Una buena campaña de publicidad es la que existe detrás de “El teléfono negro”, de la cual la crítica está aplaudiendo la actuación de Ethan Hawke al interpretar a un homicida totalmente desquiciado y que usa máscaras tétricas para complementar su atuendo, dar pie a sus gestos y una actitud extraña, aun cuando apenas habla y se le ve la cara, todo con una dosis adecuada de sustos y tensión que logran funcionar junto a la ambientación de la época, siendo su única falla el dejar en el aire los verdaderos motivos por los que este hombre gusta de secuestrar niños y matarlos de forma violenta.

En una ciudad de Colorado, en los años 70, un enmascarado secuestra a Finney Shaw, un chico tímido e inteligente de 13 años, al cual encierra en un sótano insonorizado donde de nada sirven sus gritos.
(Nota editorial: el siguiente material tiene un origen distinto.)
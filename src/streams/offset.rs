//! Offset codec: opaque total-order tokens over (byte position, message index).

use std::cmp::Ordering;

/// Sentinel meaning "before the beginning of the stream".
pub const BEFORE_BEGINNING: &str = "-1";

/// Width chosen so that zero-padded decimal digits sort the same way
/// lexicographically as numerically, for any `u64` value.
const FIELD_WIDTH: usize = 20;

/// A stream position: bytes written so far, and how many messages have been
/// appended. Rendered as `"<bytePos>_<seqIndex>"`, both zero-padded to
/// `FIELD_WIDTH` digits so string comparison agrees with numeric comparison.
#[derive(Debug, Clone, Copy, PartialEq, Eq, Default)]
pub struct Offset {
    pub byte_pos: u64,
    pub seq_idx: u64,
}

impl Offset {
    pub fn initial() -> Self {
        Self { byte_pos: 0, seq_idx: 0 }
    }

    /// Advance past a message of `len` bytes.
    pub fn advance(self, len: u64) -> Self {
        Self {
            byte_pos: self.byte_pos + len,
            seq_idx: self.seq_idx + 1,
        }
    }

    pub fn render(self) -> String {
        format!(
            "{:0width$}_{:0width$}",
            self.byte_pos,
            self.seq_idx,
            width = FIELD_WIDTH
        )
    }

    /// Parse a rendered offset. The `"-1"` sentinel is not accepted here —
    /// callers special-case it before calling `parse`.
    pub fn parse(s: &str) -> Option<Self> {
        let (bp, si) = s.split_once('_')?;
        if bp.len() != FIELD_WIDTH || si.len() != FIELD_WIDTH {
            return None;
        }
        Some(Self {
            byte_pos: bp.parse().ok()?,
            seq_idx: si.parse().ok()?,
        })
    }
}

impl PartialOrd for Offset {
    fn partial_cmp(&self, other: &Self) -> Option<Ordering> {
        Some(self.cmp(other))
    }
}

impl Ord for Offset {
    fn cmp(&self, other: &Self) -> Ordering {
        (self.byte_pos, self.seq_idx).cmp(&(other.byte_pos, other.seq_idx))
    }
}

/// Compare two rendered offsets, treating `"-1"` as less than everything.
pub fn compare_rendered(a: &str, b: &str) -> Ordering {
    match (a == BEFORE_BEGINNING, b == BEFORE_BEGINNING) {
        (true, true) => Ordering::Equal,
        (true, false) => Ordering::Less,
        (false, true) => Ordering::Greater,
        (false, false) => a.cmp(b),
    }
}

#[cfg(test)]
mod tests {
    use super::*;

    #[test]
    fn initial_renders_zero() {
        assert_eq!(Offset::initial().render(), format!("{:020}_{:020}", 0, 0));
    }

    #[test]
    fn advance_increments_both_fields() {
        let o = Offset::initial().advance(5);
        assert_eq!(o.byte_pos, 5);
        assert_eq!(o.seq_idx, 1);
        let o2 = o.advance(3);
        assert_eq!(o2.byte_pos, 8);
        assert_eq!(o2.seq_idx, 2);
    }

    #[test]
    fn render_parse_roundtrip() {
        let o = Offset { byte_pos: 123456789, seq_idx: 42 };
        let rendered = o.render();
        assert_eq!(Offset::parse(&rendered), Some(o));
    }

    #[test]
    fn lexicographic_order_matches_numeric_order() {
        let a = Offset { byte_pos: 9, seq_idx: 0 };
        let b = Offset { byte_pos: 10, seq_idx: 0 };
        assert!(a < b);
        assert!(a.render() < b.render());
    }

    #[test]
    fn sentinel_is_less_than_any_real_offset() {
        let real = Offset::initial().render();
        assert_eq!(compare_rendered(BEFORE_BEGINNING, &real), Ordering::Less);
        assert_eq!(compare_rendered(&real, BEFORE_BEGINNING), Ordering::Greater);
        assert_eq!(compare_rendered(BEFORE_BEGINNING, BEFORE_BEGINNING), Ordering::Equal);
    }

    #[test]
    fn parse_rejects_malformed_input() {
        assert_eq!(Offset::parse("garbage"), None);
        assert_eq!(Offset::parse("1_2"), None); // wrong width
        assert_eq!(Offset::parse(BEFORE_BEGINNING), None);
    }
}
Cuando un teléfono roto y sin conexión empieza a sonar, Finney descubre que a través de él puede oír las voces de las anteriores víctimas, las cuales están decididas a impedir que Finney acabe igual que ellas; la única salvación que puede tener para escaparse de aquel extraño lugar son las pistas que recibe y esa conexión especial que tiene su hermana en sueños, la cual puede ver cosas que jamás presenció y esto sirve de ayuda para colaborar con la policía y dar con el lugar en el que se encuentra.
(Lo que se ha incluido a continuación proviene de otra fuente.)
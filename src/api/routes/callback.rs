//! Webhook callback endpoint (component I): the handler a consumer's
//! HTTP worker calls back into after a wake. Verifies the bearer token,
//! claims the wake, and processes acks/subscribe/unsubscribe/done.
//!
//! Response shape is callback-specific (`{ok, token?, streams?}` on
//! success, `{ok:false, error:{code,message}, token?}` on failure) rather
//! than the RFC 9457 problem document the rest of the API uses, so errors
//! are rendered through [`CallbackError`] instead of [`ApiError`] directly.

use axum::Json;
use axum::extract::{Path, State};
use axum::http::StatusCode;
use axum::response::{IntoResponse, Response};
use axum_extra::TypedHeader;
use axum_extra::headers::Authorization;
use axum_extra::headers::authorization::Bearer;
use serde::{Deserialize, Serialize};

use crate::api::server::AppState;
use crate::api::types::ApiError;
use crate::subscriptions::SubscriptionError;
use crate::subscriptions::token::{self, TokenError};

#[derive(Debug, Deserialize, Default)]
pub struct CallbackBody {
    pub epoch: Option<u64>,
    #[serde(default)]
    pub wake_id: Option<String>,
    #[serde(default)]
    pub acks: Vec<AckEntry>,
    #[serde(default)]
    pub subscribe: Vec<String>,
    #[serde(default)]
    pub unsubscribe: Vec<String>,
    #[serde(default)]
    pub done: bool,
}

#[derive(Debug, Deserialize)]
pub struct AckEntry {
    pub path: String,
    pub offset: String,
}

#[derive(Debug, Serialize)]
pub struct StreamCursor {
    pub path: String,
    pub offset: String,
}

#[derive(Debug, Serialize)]
pub struct CallbackResponse {
    pub ok: bool,
    pub token: String,
    pub streams: Vec<StreamCursor>,
}

#[derive(Debug, Serialize)]
struct CallbackErrorDetail {
    code: String,
    message: String,
}

#[derive(Debug, Serialize)]
struct CallbackErrorBody {
    ok: bool,
    error: CallbackErrorDetail,
    #[serde(skip_serializing_if = "Option::is_none")]
    token: Option<String>,
}

/// Callback-specific error wrapper: same status/code/detail as [`ApiError`],
/// rendered in the `{ok:false, error:{code,message}, token?}` shape §6
/// mandates for this endpoint, with room for a refreshed token on
/// `STALE_EPOCH`.
pub struct CallbackError {
    inner: ApiError,
    token: Option<String>,
}

impl CallbackError {
    fn new(inner: ApiError) -> Self {
        Self { inner, token: None }
    }

    fn with_token(mut self, token: Option<String>) -> Self {
        self.token = token;
        self
    }
}

impl From<ApiError> for CallbackError {
    fn from(e: ApiError) -> Self {
        Self::new(e)
    }
}

impl From<SubscriptionError> for CallbackError {
    fn from(e: SubscriptionError) -> Self {
        Self::new(ApiError::from(e))
    }
}

impl From<TokenError> for CallbackError {
    fn from(e: TokenError) -> Self {
        Self::new(ApiError::from(e))
    }
}

impl IntoResponse for CallbackError {
    fn into_response(self) -> Response {
        let body =
            CallbackErrorBody { ok: false, error: CallbackErrorDetail { code: self.inner.code.to_string(), message: self.inner.detail }, token: self.token };
        (self.inner.status, Json(body)).into_response()
    }
}

/// Mint a fresh token at the consumer's current epoch, for a `STALE_EPOCH`
/// response body (§4.7: "response includes a refreshed token").
fn refresh_token(state: &AppState, consumer_id: &str) -> Option<String> {
    let consumer = state.subscriptions.get_consumer(consumer_id)?;
    let now = chrono::Utc::now().timestamp();
    Some(token::mint(&state.config.webhooks.signing_secret, consumer_id, consumer.epoch, state.config.webhooks.callback_token_ttl_secs, now))
}

pub async fn handle_callback(
    State(state): State<AppState>,
    Path(consumer_id): Path<String>,
    TypedHeader(Authorization(bearer)): TypedHeader<Authorization<Bearer>>,
    Json(body): Json<CallbackBody>,
) -> Result<Response, CallbackError> {
    let claims = token::verify(&state.config.webhooks.signing_secret, bearer.token())?;
    if claims.sub != consumer_id {
        return Err(CallbackError::new(ApiError::new(StatusCode::UNAUTHORIZED, "TOKEN_INVALID", "token does not match this consumer")));
    }

    let epoch = body.epoch.ok_or_else(|| CallbackError::new(ApiError::bad_request("INVALID_REQUEST", "missing epoch")))?;

    if let Err(e) = state.subscriptions.claim_wake(&consumer_id, epoch) {
        let stale = matches!(e, SubscriptionError::StaleEpoch { .. });
        let err = CallbackError::from(e);
        return Err(if stale { err.with_token(refresh_token(&state, &consumer_id)) } else { err });
    }

    let now_ms = chrono::Utc::now().timestamp_millis();
    state.subscriptions.transition_to_live(&consumer_id, now_ms);

    if !body.acks.is_empty() {
        let acks: Vec<(String, String)> = body.acks.into_iter().map(|a| (a.path, a.offset)).collect();
        state.subscriptions.ack(&consumer_id, &acks)?;
    }
    for path in &body.subscribe {
        state.subscriptions.subscribe_stream(&consumer_id, path)?;
    }
    for path in &body.unsubscribe {
        let gone = state.subscriptions.unsubscribe_stream(&consumer_id, path)?;
        if gone {
            return Err(CallbackError::new(ApiError::new(StatusCode::GONE, "CONSUMER_GONE", "consumer has no remaining subscribed streams")));
        }
    }

    if body.done {
        state.webhooks.recheck(&consumer_id).await;
    }

    let now = chrono::Utc::now().timestamp();
    let token_out = if token::needs_rotation(&claims, state.config.webhooks.callback_token_ttl_secs, now) {
        token::mint(&state.config.webhooks.signing_secret, &consumer_id, epoch, state.config.webhooks.callback_token_ttl_secs, now)
    } else {
        bearer.token().to_string()
    };

    let streams = state
        .subscriptions
        .get_consumer(&consumer_id)
        .map(|c| c.streams.into_iter().map(|(path, offset)| StreamCursor { path, offset }).collect())
        .unwrap_or_default();

    Ok(Json(CallbackResponse { ok: true, token: token_out, streams }).into_response())
}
Debemos dejar en claro que esta no es una película de terror, sino un thriller de suspenso que te mantiene a la expectativa y que de paso nos brinda dos muy buenas actuaciones de los pequeños protagonistas interpretados por Mason Thames como John, y Madeleine McGraw como Gwen, hermanos entrañables que además de vivir el calvario de un padre alcoholico que los maltrata, experimentarán la desafortunada situación de uno de ellos ser secuestrado por un extraño hombre que ha aparecido en el vecindario, junto a una camioneta negra y que en sus escenas del crimen deja globos negros, pero ellos, con su relación de ternura y protección, es clara muestra de lo bien dirigidos que están.

La cinta contiene varias escenas violentas y explícitas, proyecta en varios momentos tristeza y en especial me enfoco en la pelea entre dos niños en donde la sangre corre y los golpes estremecen, pero en sí podemos catalogarla como un crudo relato de supervivencia con toques paranormales, donde el desarrollo de su narrativa es el adecuado desde el inicio, la personificación de Ethan como el villano impone y causa expectativa en cada una de su apariciones, y es que aún cuando se trata historia corta, la cual está basada en un relato del hijo de Stephen King, Joe Hill, llega esta producción de Blumhouse con Scott Derrickson en la dirección, cumpliendo con dejarnos pasar un buen rato en la sala de cine.